As the oil market enters uncharted waters, new data technologies offer sorely needed navigation tool

As the oil market enters uncharted waters, new data technologies offer sorely needed navigation tool

The covid-19 pandemic has delivered a brutal shock to an oil and gas industry that was already ailing before the outbreak. Just as importantly, it has also exposed the shortcomings of traditional energy data gathering and market analysis – at a time when data accuracy and integrity are more critical than ever. In this context, new data sources based on satellite imaging and other technologies provide sorely needed transparency that is not commonly available from any other source.

Like the airline, hotel and food service industries, the oil and gas sector has been disproportionately hurt by the pandemic. Oil consumption and economic activity are closely linked, so the slowdown in trade, industry and services due to the pandemic could be expected to ripple through the oil sector and send prices in a tailspin. Given the outsize share of transportation and personal mobility in oil demand, global confinement measures could in fact be expected to impact oil demand even more severely than the broader economic slowdown alone would suggest.

Initial assessments of the oil demand impact of covid-19 by mainstream forecasters were surprisingly subdued. In its March Oil Market Report, the International Energy Agency projected that global oil demand would contract by 2.5 million barrels per day (MMB/d) annually in the first quarter but quickly rebalance, with zero growth in the second quarter followed by a modest recovery in the second half of the year.

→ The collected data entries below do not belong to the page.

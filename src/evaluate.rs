use std::time::Instant;

use crate::types::{CompiledDecision, EvalError, FactMap, ResultHolder, RunTrace};

/// Where actions write their result: one holder per decision for plain chain
/// runs, or a single holder shared by every decision of a book.
pub(crate) enum Holders<'a, R> {
    PerDecision(&'a mut [ResultHolder<R>]),
    Shared(&'a mut ResultHolder<R>),
}

impl<R> Holders<'_, R> {
    fn slot(&mut self, idx: usize) -> &mut ResultHolder<R> {
        match self {
            Holders::PerDecision(holders) => &mut holders[idx],
            Holders::Shared(holder) => holder,
        }
    }
}

/// Walk the chain starting at `head`.
///
/// Each visited decision sees its own facts, overlaid with `shared` when given.
/// The walk is iterative; since links are acyclic every decision is visited at
/// most once.
pub(crate) fn run_chain<T: Clone, R>(
    decisions: &[CompiledDecision<T, R>],
    head: usize,
    shared: Option<&FactMap<T>>,
    mut holders: Holders<'_, R>,
    deadline: Option<Instant>,
) -> Result<RunTrace, EvalError> {
    if head >= decisions.len() {
        return Err(EvalError::UnknownDecision { index: head });
    }

    let start = Instant::now();
    let mut evaluated = Vec::new();
    let mut fired = Vec::new();
    let mut halted_by = None;
    let mut cursor = Some(head);

    while let Some(idx) = cursor {
        let decision = &decisions[idx];
        debug_assert!(evaluated.len() < decisions.len(), "chain walk revisited a decision");

        if deadline.is_some_and(|deadline| Instant::now() >= deadline) {
            tracing::debug!(decision = %decision.name, "deadline exceeded");
            return Err(EvalError::DeadlineExceeded {
                decision: decision.name.clone(),
            });
        }

        let merged;
        let facts = match shared {
            Some(shared) if decision.facts.is_empty() => shared,
            Some(shared) if !shared.is_empty() => {
                merged = decision.facts.merged(shared);
                &merged
            }
            _ => &decision.facts,
        };

        evaluated.push(decision.name.clone());
        let matched = (decision.predicate)(facts).map_err(|source| {
            tracing::debug!(decision = %decision.name, error = %source, "predicate failed");
            EvalError::Predicate {
                decision: decision.name.clone(),
                source,
            }
        })?;
        tracing::trace!(decision = %decision.name, matched, "predicate evaluated");

        if matched {
            let state = (decision.action)(facts, holders.slot(idx)).map_err(|source| {
                tracing::debug!(decision = %decision.name, error = %source, "action failed");
                EvalError::Action {
                    decision: decision.name.clone(),
                    source,
                }
            })?;
            fired.push(decision.name.clone());
            tracing::debug!(decision = %decision.name, %state, "action fired");

            if state.is_break() {
                halted_by = Some(decision.name.clone());
                break;
            }
        }

        cursor = decision.next;
    }

    Ok(RunTrace::new(evaluated, fired, halted_by, start.elapsed()))
}
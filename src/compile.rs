use std::collections::HashSet;

use crate::types::{Chain, ChainError, CompiledDecision, Decision, DecisionId};

/// Validate a prospective `from -> to` link against the links already in place.
///
/// Both ids must have been issued by the builder identified by `chain`.
/// Existing links are acyclic, so walking forward from `to` terminates; if the
/// walk reaches `from`, the new link would close a cycle.
pub(crate) fn check_link<T, R>(
    decisions: &[Decision<T, R>],
    links: &[Option<usize>],
    chain: u64,
    from: DecisionId,
    to: DecisionId,
) -> Result<(), ChainError> {
    for id in [from, to] {
        if id.chain != chain || id.index >= decisions.len() {
            return Err(ChainError::UnknownDecision { index: id.index });
        }
    }
    let (from, to) = (from.index, to.index);
    let name = |idx: usize| decisions[idx].name.clone();

    if from == to {
        return Err(ChainError::SelfReference {
            decision: name(from),
        });
    }
    if let Some(existing) = links[from] {
        return Err(ChainError::LinkExists {
            from: name(from),
            existing: name(existing),
        });
    }

    let mut path = vec![name(from), name(to)];
    let mut cursor = links[to];
    while let Some(idx) = cursor {
        path.push(name(idx));
        if idx == from {
            return Err(ChainError::CyclicChain { path });
        }
        cursor = links[idx];
    }
    Ok(())
}

pub(crate) fn compile<T, R>(
    chain: u64,
    decisions: Vec<Decision<T, R>>,
    links: Vec<Option<usize>>,
) -> Result<Chain<T, R>, ChainError> {
    check_duplicates(&decisions)?;

    let compiled = decisions
        .into_iter()
        .zip(links)
        .map(|(decision, next)| -> Result<CompiledDecision<T, R>, ChainError> {
            let predicate = decision.predicate.ok_or_else(|| ChainError::MissingPredicate {
                decision: decision.name.clone(),
            })?;
            let action = decision.action.ok_or_else(|| ChainError::MissingAction {
                decision: decision.name.clone(),
            })?;
            Ok(CompiledDecision {
                name: decision.name,
                facts: decision.facts,
                predicate,
                action,
                next,
            })
        })
        .collect::<Result<Vec<_>, _>>()?;

    Ok(Chain {
        id: chain,
        decisions: compiled,
    })
}

fn check_duplicates<T, R>(decisions: &[Decision<T, R>]) -> Result<(), ChainError> {
    let mut seen = HashSet::new();
    for decision in decisions {
        if !seen.insert(decision.name.as_str()) {
            return Err(ChainError::DuplicateDecision {
                name: decision.name.clone(),
            });
        }
    }
    Ok(())
}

For the year as whole, demand would show the first contraction since 2009, but the average loss was expected to remain shallow – less than 1 MMB/d, or below 1%. By mid-April, as the severity of the outbreak became clear, the IEA revised its outlook and projected a massive demand loss culminating at 29 MMB/d (30%) in April, and 9,3 MMB/d for the year as a whole.

That reassessment made sense on paper. Trouble was that satellite measurements of what was actually happening on the ground never backed it up. Crude oil inventory changes, a good, direct indication of changes in supply and demand balances, showed the market’s oversupply, while staggering by historical standards, never came close to the catastrophic losses projected by the IEA. Even as the IEA and most analysts in both the public and private sectors projected losses of around 30% in April, Kayrros measurements showed crude stock builds averaged less than 10 MMB/d that month, including both changes in onshore storage and in oil on the water – much less if just onshore stocks were factored in. Taking into account smaller builds in product inventories and likely changes in secondary and tertiary oil stocks, this implied demand loss of 15% at the most. In addition, realtime measurements showed the builds quickly reversed, leading to relatively steep draws in May.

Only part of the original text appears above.